Elham Ahmad, a senior official in the Kurdish administration, said government forces were "preparing themselves for another attack". 

"The real intention is a full-scale attack" against Kurdish-held areas, she told an online press conference, accusing the government of having made a "declaration of war" and breaking the March agreement on integrating Kurdish forces. 

"These assaults should stop," she said, adding that if guarantees were provided "for the security of the civilian population, we are ready to continue the negotiation and dialogue", suggesting the United Nations or other international organizations also take part. 

But, she added, "We will defend ourselves." 

Syria's government took full control of Aleppo city over the weekend after capturing its Kurdish-majority Sheikh Maqsud and Achrafieh neighborhoods and evacuating fighters there to Kurdish-controlled areas in the northeast. 

Both sides traded blame over who started the violence last Tuesday that ultimately killed dozens of people and displaced tens of thousands. 

In Qamishli, shops were shut in a general strike and thousands protested to voice their anger at the Aleppo fighting, some carrying Kurdish flags and banners in support of the SDF and its chief Mazloum Abdi. 

- PKK, Türkiye - 

Other protesters burned portraits of Turkish Foreign Minister Hakan Fidan, whose country has lauded the Syrian government's Aleppo operation "against terrorist organizations". 

Türkiye has long been hostile to the SDF, seeing it as an extension of the Kurdistan Workers' Party (PKK) and a major threat along its southern border. 

Last year, the PKK announced an end to its long-running armed struggle against the Turkish state and began destroying its weapons, but Ankara has insisted that the move include armed Kurdish groups in Syria. 

On Tuesday, the PKK called the "attack on the Kurdish neighborhoods in Aleppo" an attempt to sabotage peace efforts between it and Ankara. 

A day earlier, Ankara's ruling party levelled the same accusation against Kurdish fighters. 

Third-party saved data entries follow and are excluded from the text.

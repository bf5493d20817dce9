//! RTP packet inspection and rewriting helpers
//!
//! The relay never re-serializes packets: it patches the fields it needs
//! (SSRC, sequence, timestamp) directly in the datagram buffer and forwards
//! the bytes untouched otherwise. These helpers operate on raw buffers for
//! that reason.

use bytes::{Buf, Bytes, BytesMut};

use crate::{Error, Result};

pub const RTP_HEADER_LEN: usize = 12;

/// URI of the ssrc-audio-level header extension (RFC 6464).
pub const EXTMAP_AUDIO_LEVEL: &str = "urn:ietf:params:rtp-hdrext:ssrc-audio-level";
/// URI of the 3GPP video-orientation header extension.
pub const EXTMAP_VIDEO_ORIENTATION: &str = "urn:3gpp:video-orientation";

/// Quick sanity check that a datagram looks like RTP: version 2 and a
/// payload type outside the range RTCP packet types occupy.
pub fn looks_like_rtp(buf: &[u8]) -> bool {
    if buf.len() < RTP_HEADER_LEN || (buf[0] >> 6) != 2 {
        return false;
    }
    !(64..=95).contains(&(buf[1] & 0x7f))
}

pub fn payload_type(buf: &[u8]) -> u8 {
    buf[1] & 0x7f
}

pub fn sequence_number(buf: &[u8]) -> u16 {
    u16::from_be_bytes([buf[2], buf[3]])
}

pub fn timestamp(buf: &[u8]) -> u32 {
    u32::from_be_bytes([buf[4], buf[5], buf[6], buf[7]])
}

pub fn ssrc(buf: &[u8]) -> u32 {
    u32::from_be_bytes([buf[8], buf[9], buf[10], buf[11]])
}

pub fn set_sequence_number(buf: &mut [u8], seq: u16) {
    buf[2..4].copy_from_slice(&seq.to_be_bytes());
}

pub fn set_timestamp(buf: &mut [u8], ts: u32) {
    buf[4..8].copy_from_slice(&ts.to_be_bytes());
}

pub fn set_ssrc(buf: &mut [u8], ssrc: u32) {
    buf[8..12].copy_from_slice(&ssrc.to_be_bytes());
}

/// Timestamp step assumed when rebasing across an SSRC change: 20 ms of
/// 48 kHz audio, or a frame of 90 kHz video at 20 fps.
const AUDIO_TS_STEP: u32 = 960;
const VIDEO_TS_STEP: u32 = 4500;

/// Per-medium state used to keep relayed sequence numbers and timestamps
/// monotonic across SSRC changes on the originating side (e.g., after the
/// peer renegotiates and starts a fresh stream).
#[derive(Debug, Clone, Copy, Default)]
pub struct RtpSwitchingContext {
    started: bool,
    last_ssrc: u32,
    seq_offset: u16,
    ts_offset: u32,
    last_seq: u16,
    last_ts: u32,
}

impl RtpSwitchingContext {
    pub fn new() -> Self {
        Self::default()
    }

    pub fn reset(&mut self) {
        *self = Self::default();
    }

    /// Update the context with a packet and rewrite its sequence/timestamp
    /// in place so the stream continues where the previous SSRC left off.
    pub fn update(&mut self, buf: &mut [u8], video: bool) {
        let pkt_ssrc = ssrc(buf);
        let seq = sequence_number(buf);
        let ts = timestamp(buf);

        if !self.started {
            self.started = true;
            self.last_ssrc = pkt_ssrc;
        } else if pkt_ssrc != self.last_ssrc {
            let step = if video { VIDEO_TS_STEP } else { AUDIO_TS_STEP };
            self.last_ssrc = pkt_ssrc;
            self.seq_offset = self.last_seq.wrapping_add(1).wrapping_sub(seq);
            self.ts_offset = self.last_ts.wrapping_add(step).wrapping_sub(ts);
        }

        let new_seq = seq.wrapping_add(self.seq_offset);
        let new_ts = ts.wrapping_add(self.ts_offset);
        set_sequence_number(buf, new_seq);
        set_timestamp(buf, new_ts);
        self.last_seq = new_seq;
        self.last_ts = new_ts;
    }
}

/// Locate a one-byte header extension (RFC 8285) element by id and return
/// its payload.
fn find_one_byte_extension(buf: &[u8], id: u8) -> Option<&[u8]> {
    if buf.len() < RTP_HEADER_LEN || buf[0] & 0x10 == 0 || !(1..=14).contains(&id) {
        return None;
    }
    let csrc_count = (buf[0] & 0x0f) as usize;
    let ext_start = RTP_HEADER_LEN + csrc_count * 4;
    if buf.len() < ext_start + 4 {
        return None;
    }
    let profile = u16::from_be_bytes([buf[ext_start], buf[ext_start + 1]]);
    if profile != 0xbede {
        return None;
    }
    let words = u16::from_be_bytes([buf[ext_start + 2], buf[ext_start + 3]]) as usize;
    let data = buf.get(ext_start + 4..ext_start + 4 + words * 4)?;

    let mut i = 0;
    while i < data.len() {
        let byte = data[i];
        if byte == 0 {
            i += 1;
            continue;
        }
        let elem_id = byte >> 4;
        let elem_len = (byte & 0x0f) as usize + 1;
        if elem_id == 15 {
            return None;
        }
        let payload = data.get(i + 1..i + 1 + elem_len)?;
        if elem_id == id {
            return Some(payload);
        }
        i += 1 + elem_len;
    }
    None
}

/// Parse the ssrc-audio-level extension: voice-activity flag plus the level
/// in -dBov.
pub fn parse_audio_level(buf: &[u8], id: i32) -> Option<(bool, u8)> {
    let id = u8::try_from(id).ok()?;
    let payload = find_one_byte_extension(buf, id)?;
    let byte = *payload.first()?;
    Some((byte & 0x80 != 0, byte & 0x7f))
}

/// Parse the 3GPP video-orientation extension into its raw (c, f, r1, r0)
/// bits: camera, flip, and the two rotation bits.
pub fn parse_video_orientation(buf: &[u8], id: i32) -> Option<(bool, bool, bool, bool)> {
    let id = u8::try_from(id).ok()?;
    let payload = find_one_byte_extension(buf, id)?;
    let byte = *payload.first()?;
    Some((
        byte & 0x08 != 0,
        byte & 0x04 != 0,
        byte & 0x02 != 0,
        byte & 0x01 != 0,
    ))
}

/// Rotation in degrees encoded by the (r1, r0) video-orientation bits.
pub fn rotation_degrees(r1: bool, r0: bool) -> u16 {
    match (r1, r0) {
        (true, true) => 270,
        (true, false) => 180,
        (false, true) => 90,
        (false, false) => 0,
    }
}

/// A decoded RTP packet, used by tests and diagnostics rather than on the
/// relay fast path.
#[derive(Debug, Clone)]
pub struct RtpPacket {
    pub version: u8,
    pub padding: bool,
    pub extension: bool,
    pub marker: bool,
    pub payload_type: u8,
    pub sequence_number: u16,
    pub timestamp: u32,
    pub ssrc: u32,
    pub payload: Bytes,
}

impl RtpPacket {
    pub fn new(payload_type: u8, sequence_number: u16, timestamp: u32, ssrc: u32) -> Self {
        Self {
            version: 2,
            padding: false,
            extension: false,
            marker: false,
            payload_type,
            sequence_number,
            timestamp,
            ssrc,
            payload: Bytes::new(),
        }
    }

    pub fn encode(&self) -> Vec<u8> {
        let mut buf = BytesMut::with_capacity(RTP_HEADER_LEN + self.payload.len());
        buf.extend_from_slice(&[
            (self.version << 6) | (u8::from(self.padding) << 5) | (u8::from(self.extension) << 4),
            (u8::from(self.marker) << 7) | self.payload_type,
        ]);
        buf.extend_from_slice(&self.sequence_number.to_be_bytes());
        buf.extend_from_slice(&self.timestamp.to_be_bytes());
        buf.extend_from_slice(&self.ssrc.to_be_bytes());
        buf.extend_from_slice(&self.payload);
        buf.to_vec()
    }

    pub fn decode(data: &[u8]) -> Result<Self> {
        if data.len() < RTP_HEADER_LEN {
            return Err(Error::internal("RTP packet too short"));
        }
        let mut buf = Bytes::copy_from_slice(data);
        let first = buf.get_u8();
        let version = first >> 6;
        if version != 2 {
            return Err(Error::internal("Invalid RTP version"));
        }
        let second = buf.get_u8();
        Ok(Self {
            version,
            padding: first & 0x20 != 0,
            extension: first & 0x10 != 0,
            marker: second & 0x80 != 0,
            payload_type: second & 0x7f,
            sequence_number: buf.get_u16(),
            timestamp: buf.get_u32(),
            ssrc: buf.get_u32(),
            payload: buf,
        })
    }
}

#[cfg(test)]
mod tests {
    use super::*;

    fn test_packet(ssrc: u32, seq: u16, ts: u32) -> Vec<u8> {
        let mut packet = RtpPacket::new(111, seq, ts, ssrc);
        packet.payload = Bytes::from_static(b"payload");
        packet.encode()
    }

    #[test]
    fn test_rtp_packet_roundtrip() {
        let mut packet = RtpPacket::new(96, 12345, 67890, 0x1234_5678);
        packet.marker = true;
        packet.payload = Bytes::from_static(b"test payload");

        let decoded = RtpPacket::decode(&packet.encode()).unwrap();
        assert_eq!(decoded.payload_type, 96);
        assert_eq!(decoded.sequence_number, 12345);
        assert_eq!(decoded.timestamp, 67890);
        assert_eq!(decoded.ssrc, 0x1234_5678);
        assert!(decoded.marker);
        assert_eq!(&decoded.payload[..], b"test payload");
    }

    #[test]
    fn test_classification() {
        let rtp = test_packet(1, 1, 1);
        assert!(looks_like_rtp(&rtp));
        // A receiver report (PT 201) must not be mistaken for RTP.
        let rtcp = [0x80u8, 201, 0, 1, 0, 0, 0, 1, 0, 0, 0, 2];
        assert!(!looks_like_rtp(&rtcp));
        assert!(!looks_like_rtp(&[0x80, 111]));
    }

    #[test]
    fn test_field_accessors() {
        let mut buf = test_packet(0xAABBCCDD, 100, 4000);
        assert_eq!(ssrc(&buf), 0xAABBCCDD);
        assert_eq!(sequence_number(&buf), 100);
        assert_eq!(timestamp(&buf), 4000);
        set_ssrc(&mut buf, 0x01020304);
        assert_eq!(ssrc(&buf), 0x01020304);
    }

    #[test]
    fn test_switching_context_passthrough() {
        // A single SSRC must flow through completely untouched.
        let mut context = RtpSwitchingContext::new();
        let mut buf = test_packet(10, 500, 16000);
        context.update(&mut buf, false);
        assert_eq!(sequence_number(&buf), 500);
        assert_eq!(timestamp(&buf), 16000);

        let mut buf = test_packet(10, 501, 16960);
        context.update(&mut buf, false);
        assert_eq!(sequence_number(&buf), 501);
        assert_eq!(timestamp(&buf), 16960);
    }

    #[test]
    fn test_switching_context_rebases_on_ssrc_change() {
        let mut context = RtpSwitchingContext::new();
        let mut buf = test_packet(10, 1000, 80000);
        context.update(&mut buf, false);

        // A new SSRC restarts its own numbering; the rewritten stream must
        // continue right after the last forwarded packet.
        let mut buf = test_packet(99, 7, 1234);
        context.update(&mut buf, false);
        assert_eq!(sequence_number(&buf), 1001);
        assert_eq!(timestamp(&buf), 80000 + 960);

        let mut buf = test_packet(99, 8, 1234 + 960);
        context.update(&mut buf, false);
        assert_eq!(sequence_number(&buf), 1002);
        assert_eq!(timestamp(&buf), 80000 + 2 * 960);
    }

    #[test]
    fn test_switching_context_wraps() {
        let mut context = RtpSwitchingContext::new();
        let mut buf = test_packet(10, u16::MAX, u32::MAX - 100);
        context.update(&mut buf, true);

        let mut buf = test_packet(11, 0, 0);
        context.update(&mut buf, true);
        assert_eq!(sequence_number(&buf), 0);
        assert_eq!(timestamp(&buf), (u32::MAX - 100).wrapping_add(4500));
    }

    fn packet_with_extension(ext_id: u8, ext_byte: u8) -> Vec<u8> {
        let mut buf = vec![
            0x90, 111, 0, 1, 0, 0, 0, 0, 0, 0, 0, 1, // header with X bit set
            0xbe, 0xde, 0, 1, // one-byte extension block, 1 word
            (ext_id << 4), ext_byte, 0, 0, // element + padding
        ];
        buf.extend_from_slice(b"data");
        buf
    }

    #[test]
    fn test_parse_audio_level() {
        let buf = packet_with_extension(3, 0x80 | 42);
        assert_eq!(parse_audio_level(&buf, 3), Some((true, 42)));
        assert_eq!(parse_audio_level(&buf, 5), None);
        assert_eq!(parse_audio_level(&buf, -1), None);
    }

    #[test]
    fn test_parse_video_orientation() {
        let buf = packet_with_extension(7, 0x08 | 0x02 | 0x01);
        let (c, f, r1, r0) = parse_video_orientation(&buf, 7).unwrap();
        assert!(c && !f && r1 && r0);
        assert_eq!(rotation_degrees(r1, r0), 270);
        assert_eq!(rotation_degrees(true, false), 180);
        assert_eq!(rotation_degrees(false, true), 90);
        assert_eq!(rotation_degrees(false, false), 0);
    }

    #[test]
    fn test_extension_absent_without_x_bit() {
        let buf = test_packet(1, 1, 1);
        assert_eq!(parse_audio_level(&buf, 3), None);
    }
}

The Britain-based Syrian Observatory for Human Rights reported 45 civilians and 60 soldiers and fighters from both sides killed in the Aleppo violence. 

Aleppo civil defense official Faysal Mohammad told AFP on Tuesday that emergency workers had pulled 50 bodies from the two Kurdish-majority neighborhoods since the end of fighting, without saying whether they were combatants or civilians.